Of the lines below, report only those that contain "LogFormat".

-------- INPUT

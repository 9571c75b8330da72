mod support;

use std::collections::HashSet;
use std::sync::OnceLock;

use metrics_util::debugging::{DebugValue, DebuggingRecorder, Snapshotter};
use postcache::cache::{CacheConfig, CacheKey, FetchError};
use postcache::domain::entities::FetchedBatch;
use postcache::infra::telemetry;
use serial_test::serial;

use support::{FakeRemote, T0, harness, post};

fn snapshotter() -> &'static Snapshotter {
    static SNAPSHOTTER: OnceLock<Snapshotter> = OnceLock::new();
    SNAPSHOTTER.get_or_init(|| {
        let recorder = DebuggingRecorder::new();
        let snapshotter = recorder.snapshotter();
        recorder
            .install()
            .expect("debug metrics recorder should install in this test process");
        telemetry::describe_metrics();
        snapshotter
    })
}

/// `name{label=value}` for every recorded series.
fn series() -> HashSet<String> {
    snapshotter()
        .snapshot()
        .into_vec()
        .into_iter()
        .map(|(composite_key, _, _, _)| {
            let key = composite_key.key();
            let labels: Vec<String> = key
                .labels()
                .map(|label| format!("{}={}", label.key(), label.value()))
                .collect();
            format!("{}{{{}}}", key.name(), labels.join(","))
        })
        .collect()
}

fn counter_value(name: &str) -> u64 {
    snapshotter()
        .snapshot()
        .into_vec()
        .into_iter()
        .filter(|(composite_key, _, _, _)| composite_key.key().name() == name)
        .map(|(_, _, _, value)| match value {
            DebugValue::Counter(value) => value,
            _ => 0,
        })
        .sum()
}

#[tokio::test]
#[serial]
async fn reads_and_refreshes_emit_labelled_metrics() {
    let _ = snapshotter();
    let h = harness(FakeRemote::new(), CacheConfig::default());
    h.remote.respond(
        CacheKey::AllPosts,
        Ok(FetchedBatch::posts(vec![post(1, 1, None, T0)])),
    );
    h.remote
        .respond(CacheKey::Categories, Err(FetchError::Timeout));

    h.manager
        .get_or_refresh(&CacheKey::AllPosts)
        .await
        .expect("missing read");
    h.manager
        .get_or_refresh(&CacheKey::AllPosts)
        .await
        .expect("fresh read");
    h.manager
        .get_or_refresh(&CacheKey::Categories)
        .await
        .expect_err("refresh fails with nothing cached");

    let names = series();
    for expected in [
        "postcache_read_total{freshness=missing}",
        "postcache_read_total{freshness=fresh}",
        "postcache_refresh_total{result=ok}",
        "postcache_refresh_total{result=error}",
        "postcache_refresh_ms{class=posts}",
        "postcache_refresh_ms{class=categories}",
    ] {
        assert!(names.contains(expected), "missing series: {expected}");
    }
}

#[tokio::test]
#[serial]
async fn joined_refreshes_and_evictions_are_counted() {
    let _ = snapshotter();
    let joined_before = counter_value("postcache_refresh_joined_total");

    let h = harness(FakeRemote::gated(), CacheConfig::default());
    let first = tokio::spawn({
        let manager = h.manager.clone();
        async move { manager.refresh(&CacheKey::AllPosts).await }
    });
    h.remote.wait_for_calls(1).await;
    let second = tokio::spawn({
        let manager = h.manager.clone();
        async move { manager.refresh(&CacheKey::AllPosts).await }
    });
    tokio::time::sleep(std::time::Duration::from_millis(20)).await;
    h.remote.release(1);
    first.await.expect("task").expect("refresh");
    second.await.expect("task").expect("joined refresh");

    assert_eq!(
        counter_value("postcache_refresh_joined_total") - joined_before,
        1
    );

    h.manager.clear_all_cache().await.expect("clear");
    assert!(series().contains("postcache_evicted_rows_total{table=metadata}"));
}
//! Lock access that survives poisoning.
//!
//! The in-memory store and [`ManualClock`](super::clock::ManualClock) keep
//! serving after a panic in another task; each recovery is logged with the
//! owning component and operation.

use std::sync::{Mutex, MutexGuard, PoisonError, RwLock, RwLockReadGuard, RwLockWriteGuard};

use tracing::warn;

pub(crate) fn read_recovered<'a, T>(
    lock: &'a RwLock<T>,
    source: &'static str,
    op: &'static str,
) -> RwLockReadGuard<'a, T> {
    lock.read()
        .unwrap_or_else(|poisoned| recover(poisoned, source, op, "read"))
}

pub(crate) fn write_recovered<'a, T>(
    lock: &'a RwLock<T>,
    source: &'static str,
    op: &'static str,
) -> RwLockWriteGuard<'a, T> {
    lock.write()
        .unwrap_or_else(|poisoned| recover(poisoned, source, op, "write"))
}

pub(crate) fn lock_recovered<'a, T>(
    lock: &'a Mutex<T>,
    source: &'static str,
    op: &'static str,
) -> MutexGuard<'a, T> {
    lock.lock()
        .unwrap_or_else(|poisoned| recover(poisoned, source, op, "lock"))
}

fn recover<G>(
    poisoned: PoisonError<G>,
    source: &'static str,
    op: &'static str,
    access: &'static str,
) -> G {
    warn!(
        target = "postcache::cache::lock",
        source,
        op,
        access,
        "lock poisoned by a panicked holder; continuing with its last state"
    );
    poisoned.into_inner()
}

#[cfg(test)]
mod tests {
    use std::panic::{AssertUnwindSafe, catch_unwind};

    use super::*;

    #[test]
    fn poisoned_tables_stay_readable_and_writable() {
        let tables = RwLock::new(vec![1_u32]);
        let _ = catch_unwind(AssertUnwindSafe(|| {
            let mut rows = tables.write().expect("first writer");
            rows.push(2);
            panic!("writer died mid-update");
        }));
        assert!(tables.is_poisoned());

        write_recovered(&tables, "test", "push").push(3);
        assert_eq!(*read_recovered(&tables, "test", "read"), vec![1, 2, 3]);
    }

    #[test]
    fn poisoned_mutex_keeps_its_value() {
        let now = Mutex::new(5_i64);
        let _ = catch_unwind(AssertUnwindSafe(|| {
            let _guard = now.lock().expect("first holder");
            panic!("holder died");
        }));

        *lock_recovered(&now, "test", "set") += 1;
        assert_eq!(*lock_recovered(&now, "test", "get"), 6);
    }
}
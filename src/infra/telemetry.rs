use std::sync::Once;

use metrics::{Unit, describe_counter, describe_histogram};
use tracing_error::ErrorLayer;
use tracing_subscriber::{
    EnvFilter,
    filter::Directive,
    fmt,
    layer::{Layer, SubscriberExt},
    util::SubscriberInitExt,
};

use crate::cache::eviction::METRIC_EVICTED_ROWS_TOTAL;
use crate::cache::manager::METRIC_READ_TOTAL;
use crate::cache::refresh::{METRIC_REFRESH_JOINED_TOTAL, METRIC_REFRESH_MS, METRIC_REFRESH_TOTAL};
use crate::cache::sync::METRIC_SYNC_RUNS_TOTAL;
use crate::config::{LogFormat, LoggingSettings};

use super::error::InfraError;

static METRIC_DESCRIPTIONS: Once = Once::new();

/// Applied only when `RUST_LOG` is unset; sqlx logs every statement at info.
const QUIET_DEPENDENCIES: &[&str] = &["sqlx=warn", "hyper_util=warn", "reqwest=warn"];

/// Install the global tracing subscriber. Logs go to stderr so command output
/// on stdout stays machine-readable.
pub fn init(logging: &LoggingSettings) -> Result<(), InfraError> {
    describe_metrics();

    let fmt_layer = match logging.format {
        LogFormat::Json => fmt::layer()
            .json()
            .with_current_span(true)
            .with_span_list(true)
            .with_target(true)
            .with_writer(std::io::stderr)
            .boxed(),
        LogFormat::Compact => fmt::layer()
            .compact()
            .with_target(true)
            .with_writer(std::io::stderr)
            .boxed(),
    };

    tracing_subscriber::registry()
        .with(env_filter(logging))
        .with(ErrorLayer::default())
        .with(fmt_layer)
        .try_init()
        .map_err(|err| {
            InfraError::telemetry(format!("failed to install tracing subscriber: {err}"))
        })
}

fn env_filter(logging: &LoggingSettings) -> EnvFilter {
    let mut filter = EnvFilter::builder()
        .with_default_directive(logging.level.into())
        .from_env_lossy();
    if std::env::var_os(EnvFilter::DEFAULT_ENV).is_none() {
        for directive in QUIET_DEPENDENCIES {
            if let Ok(directive) = directive.parse::<Directive>() {
                filter = filter.add_directive(directive);
            }
        }
    }
    filter
}

/// Register descriptions for every metric the cache core emits. Safe to call
/// more than once.
pub fn describe_metrics() {
    METRIC_DESCRIPTIONS.call_once(|| {
        describe_counter!(
            METRIC_READ_TOTAL,
            Unit::Count,
            "Cache reads, labelled by the freshness of the stored rows."
        );
        describe_counter!(
            METRIC_REFRESH_TOTAL,
            Unit::Count,
            "Network refreshes that ran to completion, labelled by result."
        );
        describe_counter!(
            METRIC_REFRESH_JOINED_TOTAL,
            Unit::Count,
            "Refresh requests that joined a refresh already in flight."
        );
        describe_histogram!(
            METRIC_REFRESH_MS,
            Unit::Milliseconds,
            "Refresh latency from fetch start to commit, in milliseconds."
        );
        describe_counter!(
            METRIC_EVICTED_ROWS_TOTAL,
            Unit::Count,
            "Rows removed by eviction or clear-all, labelled by table."
        );
        describe_counter!(
            METRIC_SYNC_RUNS_TOTAL,
            Unit::Count,
            "Background sync runs, labelled by outcome."
        );
    });
}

----------------

SOLVED PROBLEM —
use crate::config::{LogFormat, LoggingSettings};
        LogFormat::Json => fmt::layer()
        LogFormat::Compact => fmt::layer()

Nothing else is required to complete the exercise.